Tuesday, August 15, 2023

Tuesday 8/15/23 Results

 Well hello there. I saw the functional medicine practitioner yesterday and got the results of my bloodwork: my thyroid is fine. Which is, I guess, good news, right? But then why am I having symptoms? Well, I have other stuff wrong with me. Mainly gut issues. Absorption issues. My body is not utilizing what I'm giving it. Not even water - my labs showed me to be pretty dehydrated (even though I drink tons of water, my body just isn't using it at a cellular level - I just pee it all out). I'm really low in key nutrients: magnesium, zinc, calcium, protein. All of which can give me hypothyroid like symptoms and depression. My iron is double what it should be - meaning my body isn't utilizing it as it should and this is what's likely causing my heart palpitations (excess iron is often deposited around the heart). My kidney functioning is down, my fasting blood sugar was elevated (they said probably due to reactive hypoglycemia), and my cholesterol wasn't stellar. It was lots of information. After this information dump they went over the gist of the plan they laid out for me. Detox, remove major food groups then slowly reintroduce them to see what's causing me gut inflammation, exercise, supplements, more blood work, meeting with them every other week for 6 months . . . all for the low, low price of $7600. Oh. My. God. I knew their program was going to be expensive, but $7600??? I was thinking around 2-3 grand. So that really just made it unavailable to me. So yeah. No working with them right now. So I did some research and found a new multivitamin without iron (which they suggested), a good magnesium supplement, and digestive enzymes to help my body use nutrients. I don't know how I'm going to get over being dehydrated - I drink around 70-80oz of water a day. I don't think I can drink more than that - especially with how much it makes me pee (I mean, I got up 4 times last night to pee!). I'm going to try and eat more whole foods and cut out refined sugar where I can. I'm taking a good probiotic. I'm trying to exercise consistently. 

Speaking of exercising, I've been doing yoga. Every day for 7 days straight so far. And I'm loving it. I look forward to it. I'm even getting up early before work to do it (3 days so far). I ordered a Pilates bar with bands so I can start doing some Pilates (something else I'm looking forward to and excited about). Yesterday I did chest and arms; today I did shoulders and back (lifting). Thursday I'll do legs. Like, I'm trying. I haven't felt excited about working out for a loooooong time. Years. But with yoga and Pilates I'm getting excited about it. About getting stronger and transforming my body. I really want to do this and that's something I haven't felt for years. And maybe getting this bloodwork back is the kick in the pants I need to really start taking care of myself. Now if only I could change my mindset . . .

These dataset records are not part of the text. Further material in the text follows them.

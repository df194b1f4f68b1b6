//! Lobby membership state machine.
//!
//! The only writer of lobby and membership rows. Each transition holds the
//! lobby's mutex for its whole unit of work (validate, write, commit,
//! notify), so mutations of one lobby commit and broadcast in one order while
//! different lobbies proceed in parallel. Capacity and "not already in a
//! lobby" are re-checked by the seat-claiming UPDATE itself, not only by the
//! earlier reads.

use std::sync::{Arc, Weak};

use dashmap::DashMap;
use serde::{Deserialize, Serialize};
use sqlx::{SqliteConnection, SqlitePool};
use time::OffsetDateTime;
use tokio::sync::{Mutex, OwnedMutexGuard};

use crate::{
    appresult::{AppError, AppResult},
    db::{self, GameId, LobbyId, MessageKind, UserId},
    hub::{Hub, Subscription},
    notify::{Departure, Notifier, Transition},
    store,
    views::{self, LobbyView, MessageView, PublicUser},
};

pub const MIN_PLAYERS: i64 = 2;
pub const MAX_PLAYERS: i64 = 10;
pub const MAX_DESCRIPTION_LEN: usize = 500;
pub const MAX_MESSAGE_LEN: usize = 2000;

#[derive(Debug, Clone, Deserialize)]
pub struct LobbyInput {
    pub game_id: GameId,
    #[serde(default)]
    pub description: String,
    pub max_players: i64,
}

impl LobbyInput {
    fn validate(&self) -> AppResult<()> {
        if !(MIN_PLAYERS..=MAX_PLAYERS).contains(&self.max_players) {
            return Err(AppError::validation(format!(
                "max_players must be between {MIN_PLAYERS} and {MAX_PLAYERS}"
            )));
        }
        if self.description.chars().count() > MAX_DESCRIPTION_LEN {
            return Err(AppError::validation(format!(
                "description must be at most {MAX_DESCRIPTION_LEN} characters"
            )));
        }
        Ok(())
    }
}

#[derive(Debug, Clone, Serialize)]
pub struct LeaveOutcome {
    pub lobby_id: LobbyId,
    /// The lobby after the departure, `None` if it was deleted.
    pub lobby: Option<LobbyView>,
    pub new_host: Option<PublicUser>,
}

/// 1-based page of a listing.
#[derive(Debug, Clone, Copy)]
pub struct Paging {
    pub page: u32,
    pub limit: u32,
}

impl Paging {
    pub fn new(page: Option<u32>, limit: Option<u32>, default_limit: u32, max_limit: u32) -> Self {
        Self {
            page: page.unwrap_or(1).max(1),
            limit: limit.unwrap_or(default_limit).clamp(1, max_limit),
        }
    }

    fn limit(&self) -> i64 {
        self.limit.into()
    }

    fn offset(&self) -> i64 {
        i64::from(self.page - 1) * self.limit()
    }
}

type LockMap = DashMap<LobbyId, Weak<Mutex<()>>>;

/// One lobby's mutation lock, held for a whole transition. The map entry
/// lives only as long as some guard or waiter holds the mutex.
struct LobbyGuard {
    lobby_id: LobbyId,
    locks: Arc<LockMap>,
    guard: Option<OwnedMutexGuard<()>>,
}

impl Drop for LobbyGuard {
    fn drop(&mut self) {
        drop(self.guard.take());
        self.locks.remove_if(&self.lobby_id, |_, mutex| mutex.strong_count() == 0);
    }
}

#[derive(Clone)]
pub struct LobbyMachine {
    db_pool: SqlitePool,
    locks: Arc<LockMap>,
    notifier: Notifier,
}
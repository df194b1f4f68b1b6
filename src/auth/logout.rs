use axum::{debug_handler, http::StatusCode};
use tower_sessions::Session;

use crate::AppResult;

#[debug_handler]
pub async fn logout(session: Session) -> AppResult<StatusCode> {
    session.flush().await?;
    Ok(StatusCode::NO_CONTENT)
}
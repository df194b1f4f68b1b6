use std::convert::Infallible;

use axum::{
    debug_handler,
    extract::{Path, State},
    response::sse::{Event, KeepAlive, Sse},
};
use futures_util::{stream, Stream};

use crate::{
    db::LobbyId,
    hub::{Subscription, EVENT_NAME},
    machine::LobbyMachine,
    session::CurrentUser,
    AppResult,
};

/// Streams the lobby's events until the client goes away or the
/// subscription is closed. Dropping the stream unsubscribes.
#[debug_handler(state = crate::AppState)]
pub(crate) async fn lobby_events(
    State(machine): State<LobbyMachine>,
    CurrentUser(user_id): CurrentUser,
    Path(lobby_id): Path<LobbyId>,
) -> AppResult<Sse<impl Stream<Item = Result<Event, Infallible>>>> {
    let subscription = machine.subscribe(user_id, lobby_id).await?;
    Ok(Sse::new(event_stream(subscription)).keep_alive(KeepAlive::default()))
}

fn event_stream(subscription: Subscription) -> impl Stream<Item = Result<Event, Infallible>> {
    stream::unfold(subscription, |mut subscription| async move {
        let payload = subscription.recv().await?;
        let event = Event::default().event(EVENT_NAME).data(&*payload);
        Some((Ok(event), subscription))
    })
}
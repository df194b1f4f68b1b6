//! Persistence accessors.
//!
//! Every function runs against a caller-supplied connection so the state
//! machine decides what shares a transaction. Nothing here loads an
//! association behind the caller's back.

use sqlx::SqliteConnection;
use time::OffsetDateTime;

use crate::db::{Game, GameId, Lobby, LobbyId, Message, MessageId, MessageKind, User, UserId};

pub async fn user(conn: &mut SqliteConnection, user_id: UserId) -> sqlx::Result<Option<User>> {
    sqlx::query_as("SELECT id,nickname,current_lobby_id,joined_lobby_at FROM users WHERE id=?")
        .bind(user_id)
        .fetch_optional(conn)
        .await
}

pub async fn user_by_nickname(conn: &mut SqliteConnection, nickname: &str) -> sqlx::Result<Option<User>> {
    sqlx::query_as("SELECT id,nickname,current_lobby_id,joined_lobby_at FROM users WHERE nickname=?")
        .bind(nickname)
        .fetch_optional(conn)
        .await
}

pub async fn insert_user(conn: &mut SqliteConnection, nickname: &str) -> sqlx::Result<User> {
    let user = User {
        id: UserId::new(),
        nickname: nickname.to_owned(),
        current_lobby_id: None,
        joined_lobby_at: None,
    };
    sqlx::query("INSERT INTO users (id,nickname) VALUES (?,?)")
        .bind(user.id)
        .bind(&user.nickname)
        .execute(conn)
        .await?;
    Ok(user)
}

/// The lobby `user_id` currently belongs to, if the user exists and is in one.
pub async fn current_lobby(conn: &mut SqliteConnection, user_id: UserId) -> sqlx::Result<Option<LobbyId>> {
    let row: Option<(Option<LobbyId>,)> = sqlx::query_as("SELECT current_lobby_id FROM users WHERE id=?")
        .bind(user_id)
        .fetch_optional(conn)
        .await?;
    Ok(row.and_then(|(lobby_id,)| lobby_id))
}

pub async fn game(conn: &mut SqliteConnection, game_id: GameId) -> sqlx::Result<Option<Game>> {
    sqlx::query_as("SELECT id,name,description,steam_url FROM games WHERE id=?")
        .bind(game_id)
        .fetch_optional(conn)
        .await
}

/// Catalog management lives elsewhere; this exists for seeding.
pub async fn insert_game(
    conn: &mut SqliteConnection,
    name: &str,
    description: &str,
    steam_url: Option<&str>,
) -> sqlx::Result<Game> {
    let game = Game {
        id: GameId::new(),
        name: name.to_owned(),
        description: description.to_owned(),
        steam_url: steam_url.map(str::to_owned),
    };
    sqlx::query("INSERT INTO games (id,name,description,steam_url) VALUES (?,?,?,?)")
        .bind(game.id)
        .bind(&game.name)
        .bind(&game.description)
        .bind(&game.steam_url)
        .execute(conn)
        .await?;
    Ok(game)
}

pub async fn lobby(conn: &mut SqliteConnection, lobby_id: LobbyId) -> sqlx::Result<Option<Lobby>> {
    sqlx::query_as("SELECT id,game_id,host_id,description,max_players,created_at FROM lobbies WHERE id=?")
        .bind(lobby_id)
        .fetch_optional(conn)
        .await
}

pub async fn insert_lobby(conn: &mut SqliteConnection, lobby: &Lobby) -> sqlx::Result<()> {
    sqlx::query("INSERT INTO lobbies (id,game_id,host_id,description,max_players,created_at) VALUES (?,?,?,?,?,?)")
        .bind(lobby.id)
        .bind(lobby.game_id)
        .bind(lobby.host_id)
        .bind(&lobby.description)
        .bind(lobby.max_players)
        .bind(lobby.created_at)
        .execute(conn)
        .await?;
    Ok(())
}

pub async fn update_lobby(
    conn: &mut SqliteConnection,
    lobby_id: LobbyId,
    game_id: GameId,
    description: &str,
    max_players: i64,
) -> sqlx::Result<()> {
    sqlx::query("UPDATE lobbies SET game_id=?,description=?,max_players=? WHERE id=?")
        .bind(game_id)
        .bind(description)
        .bind(max_players)
        .bind(lobby_id)
        .execute(conn)
        .await?;
    Ok(())
}

pub async fn set_host(conn: &mut SqliteConnection, lobby_id: LobbyId, host_id: UserId) -> sqlx::Result<()> {
    sqlx::query("UPDATE lobbies SET host_id=? WHERE id=?")
        .bind(host_id)
        .bind(lobby_id)
        .execute(conn)
        .await?;
    Ok(())
}

pub async fn delete_lobby(conn: &mut SqliteConnection, lobby_id: LobbyId) -> sqlx::Result<()> {
    sqlx::query("DELETE FROM lobbies WHERE id=?")
        .bind(lobby_id)
        .execute(conn)
        .await?;
    Ok(())
}

/// Members in join order, earliest first.
pub async fn members(conn: &mut SqliteConnection, lobby_id: LobbyId) -> sqlx::Result<Vec<User>> {
    sqlx::query_as(
        "SELECT id,nickname,current_lobby_id,joined_lobby_at FROM users
         WHERE current_lobby_id=? ORDER BY joined_lobby_at, rowid",
    )
    .bind(lobby_id)
    .fetch_all(conn)
    .await
}

pub async fn member_count(conn: &mut SqliteConnection, lobby_id: LobbyId) -> sqlx::Result<i64> {
    let (count,): (i64,) = sqlx::query_as("SELECT COUNT(*) FROM users WHERE current_lobby_id=?")
        .bind(lobby_id)
        .fetch_one(conn)
        .await?;
    Ok(count)
}

/// Moves a lobby-less user into `lobby_id`, re-checking capacity inside the
/// same statement. Returns false when the user already has a lobby or the
/// lobby has no free seat.
pub async fn claim_seat(
    conn: &mut SqliteConnection,
    user_id: UserId,
    lobby_id: LobbyId,
    joined_at: OffsetDateTime,
) -> sqlx::Result<bool> {
    let result = sqlx::query(
        "UPDATE users SET current_lobby_id=?1, joined_lobby_at=?2
         WHERE id=?3 AND current_lobby_id IS NULL
           AND (SELECT COUNT(*) FROM users WHERE current_lobby_id=?1)
             < (SELECT max_players FROM lobbies WHERE id=?1)",
    )
    .bind(lobby_id)
    .bind(joined_at)
    .bind(user_id)
    .execute(conn)
    .await?;
    Ok(result.rows_affected() == 1)
}

/// Clears `user_id`'s membership if it still points at `lobby_id`.
pub async fn release_seat(conn: &mut SqliteConnection, user_id: UserId, lobby_id: LobbyId) -> sqlx::Result<bool> {
    let result = sqlx::query(
        "UPDATE users SET current_lobby_id=NULL, joined_lobby_at=NULL WHERE id=? AND current_lobby_id=?",
    )
    .bind(user_id)
    .bind(lobby_id)
    .execute(conn)
    .await?;
    Ok(result.rows_affected() == 1)
}

/// Lobbies with at least one free seat, oldest first.
pub async fn open_lobbies(
    conn: &mut SqliteConnection,
    game_id: Option<GameId>,
    limit: i64,
    offset: i64,
) -> sqlx::Result<Vec<Lobby>> {
    sqlx::query_as(
        "SELECT l.id,l.game_id,l.host_id,l.description,l.max_players,l.created_at
         FROM lobbies l LEFT JOIN users u ON u.current_lobby_id = l.id
         WHERE (?1 IS NULL OR l.game_id = ?1)
         GROUP BY l.id
         HAVING COUNT(u.id) < l.max_players
         ORDER BY l.created_at, l.rowid
         LIMIT ?2 OFFSET ?3",
    )
    .bind(game_id)
    .bind(limit)
    .bind(offset)
    .fetch_all(conn)
    .await
}

pub async fn insert_message(
    conn: &mut SqliteConnection,
    lobby_id: LobbyId,
    user_id: Option<UserId>,
    kind: MessageKind,
    content: &str,
) -> sqlx::Result<Message> {
    let message = Message {
        id: MessageId::new(),
        lobby_id,
        user_id,
        kind,
        content: content.to_owned(),
        created_at: OffsetDateTime::now_utc(),
    };
    sqlx::query("INSERT INTO messages (id,lobby_id,user_id,kind,content,created_at) VALUES (?,?,?,?,?,?)")
        .bind(message.id)
        .bind(message.lobby_id)
        .bind(message.user_id)
        .bind(message.kind)
        .bind(&message.content)
        .bind(message.created_at)
        .execute(conn)
        .await?;
    Ok(message)
}

/// One page of history counted back from the newest message, returned
/// oldest first.
pub async fn messages(
    conn: &mut SqliteConnection,
    lobby_id: LobbyId,
    limit: i64,
    offset: i64,
) -> sqlx::Result<Vec<Message>> {
    let mut messages: Vec<Message> = sqlx::query_as(
        "SELECT id,lobby_id,user_id,kind,content,created_at FROM messages
         WHERE lobby_id=? ORDER BY created_at DESC, rowid DESC LIMIT ? OFFSET ?",
    )
    .bind(lobby_id)
    .bind(limit)
    .bind(offset)
    .fetch_all(conn)
    .await?;
    messages.reverse();
    Ok(messages)
}
use std::{net::SocketAddr, str::FromStr};

use anyhow::Context;

/// Process configuration, read from the environment (and `.env` if present).
#[derive(Debug, Clone)]
pub struct Config {
    pub database_url: String,
    pub bind_addr: SocketAddr,
    pub max_connections: u32,
    /// Queue capacity of each live event subscriber.
    pub subscriber_buffer: usize,
    pub session_inactivity: time::Duration,
}

impl Default for Config {
    fn default() -> Self {
        Self {
            database_url: "sqlite://playmatch.db?mode=rwc".to_owned(),
            bind_addr: SocketAddr::from(([0, 0, 0, 0], 8080)),
            max_connections: 16,
            subscriber_buffer: 64,
            session_inactivity: time::Duration::minutes(60),
        }
    }
}

impl Config {
    pub fn from_env() -> anyhow::Result<Config> {
        dotenv::dotenv().ok();
        Self::from_lookup(|key| dotenv::var(key).ok())
    }

    pub fn from_lookup(lookup: impl Fn(&str) -> Option<String>) -> anyhow::Result<Config> {
        let defaults = Config::default();

        Ok(Config {
            database_url: lookup("DATABASE_URL").unwrap_or(defaults.database_url),
            bind_addr: parse_or(&lookup, "BIND_ADDR", defaults.bind_addr)?,
            max_connections: parse_or(&lookup, "DATABASE_MAX_CONNECTIONS", defaults.max_connections)?,
            subscriber_buffer: parse_or(&lookup, "SUBSCRIBER_BUFFER", defaults.subscriber_buffer)?,
            session_inactivity: time::Duration::minutes(parse_or(
                &lookup,
                "SESSION_INACTIVITY_MINUTES",
                defaults.session_inactivity.whole_minutes(),
            )?),
        })
    }
}

fn parse_or<T>(lookup: &impl Fn(&str) -> Option<String>, key: &str, default: T) -> anyhow::Result<T>
where
    T: FromStr,
    T::Err: std::error::Error + Send + Sync + 'static,
{
    match lookup(key) {
        Some(raw) => raw.trim().parse().with_context(|| format!("invalid {key}: {raw:?}")),
        None => Ok(default),
    }
}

Mindset. That's something else I need to work on. I'm okay when I'm not at work. Maybe a little blah here and there, but mostly okay. But at work, man. I'm just not happy. I'm not enjoying myself. I'm struggling. I find it hard to engage with people, to connect with patients. I don't want to do anything. I haven't been going out of my way to help people - instead I retreat and hide away. Which is not how I want to be. But I don't know how to change it. I'm burnt out. I'm tired. And I don't know if it's just depression making me feel this way or if I really need to change jobs. I'm just so worried that if I change jobs I'll be unhappy there, too. At least where I'm at I know my job and the people I work with. Starting over is so scary. Everything just feels so . . . stagnant. And I've been feeling this for awhile. For the better part of a year. It's getting more and more pronounced as time moves on. To the point where I dread going to work. And, what makes it hard too is that I don't have many friends. I have people I'm friendly with, but not many actual friends. My best friend Lesley is out on FMLA and most likely not coming back. In fact, she's probably moving to Ohio. My other good friend, Beth, only works weekends so I rarely see her. And my friend Tracy, I hardly ever see her. Like, I don't think I've seen her once in the past month. Everyone else are coworkers who I can mostly be friendly with, but don't really open up to. And that makes for a long day when you aren't really talking and don't want to be there in the first place. Ugh. I wish I knew what to do. 

So anyway, I guess I'll leave you with some artwork:


This is "Mushroom", part of my Growth series. I like how he turned out. It's 5X7, ballpoint pen.